[Extracted data entries]

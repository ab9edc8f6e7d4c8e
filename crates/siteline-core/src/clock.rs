//! Wall-clock abstraction.
//!
//! Timestamps, watermarks and session durations all read time through a
//! [`Clock`] so tests can pin it.

use chrono::{DateTime, Duration, Utc};
use std::sync::{Arc, Mutex};

pub trait Clock: Send + Sync {
    fn now(&self) -> DateTime<Utc>;

    fn now_millis(&self) -> i64 {
        self.now().timestamp_millis()
    }
}

/// The system wall clock.
#[derive(Debug, Clone, Copy, Default)]
pub struct SystemClock;

impl Clock for SystemClock {
    fn now(&self) -> DateTime<Utc> {
        Utc::now()
    }
}

/// A clock that only moves when told to.
#[derive(Debug, Clone)]
pub struct ManualClock {
    now: Arc<Mutex<DateTime<Utc>>>,
}

impl ManualClock {
    pub fn new(start: DateTime<Utc>) -> Self {
        Self {
            now: Arc::new(Mutex::new(start)),
        }
    }

    /// Starts at the given epoch milliseconds.
    pub fn at_millis(millis: i64) -> Self {
        Self::new(DateTime::from_timestamp_millis(millis).unwrap_or_default())
    }

    pub fn set(&self, at: DateTime<Utc>) {
        *self.now.lock().unwrap_or_else(|e| e.into_inner()) = at;
    }

    pub fn advance(&self, by: Duration) {
        let mut now = self.now.lock().unwrap_or_else(|e| e.into_inner());
        *now += by;
    }

    pub fn advance_millis(&self, millis: i64) {
        self.advance(Duration::milliseconds(millis));
    }
}

impl Clock for ManualClock {
    fn now(&self) -> DateTime<Utc> {
        *self.now.lock().unwrap_or_else(|e| e.into_inner())
    }
}
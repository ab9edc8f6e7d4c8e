//! Storage layer.
//!
//! - `local_store`: prefixed, size-capped JSON store over any backend
//! - `memory_backend`: map-backed backend with optional capacity
//! - `file_backend`: one JSON file per key with atomic writes

pub mod file_backend;
pub mod local_store;
pub mod memory_backend;

pub use file_backend::FileBackend;
pub use local_store::LocalStore;
pub use memory_backend::MemoryBackend;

TASK OBJECTIVE = Set down, exactly as they appear, the lines above from the first one to the line that holds "fn now_millis(&self) ->", both included, please, and no others.

OUTPUT =
repository ab9edc8f6e7d4c8e
filename crates/siteline-core/src/clock.rs
//! Wall-clock abstraction.
//!
//! Timestamps, watermarks and session durations all read time through a
//! [`Clock`] so tests can pin it.

use chrono::{DateTime, Duration, Utc};
use std::sync::{Arc, Mutex};

pub trait Clock: Send + Sync {
    fn now(&self) -> DateTime<Utc>;

    fn now_millis(&self) -> i64 {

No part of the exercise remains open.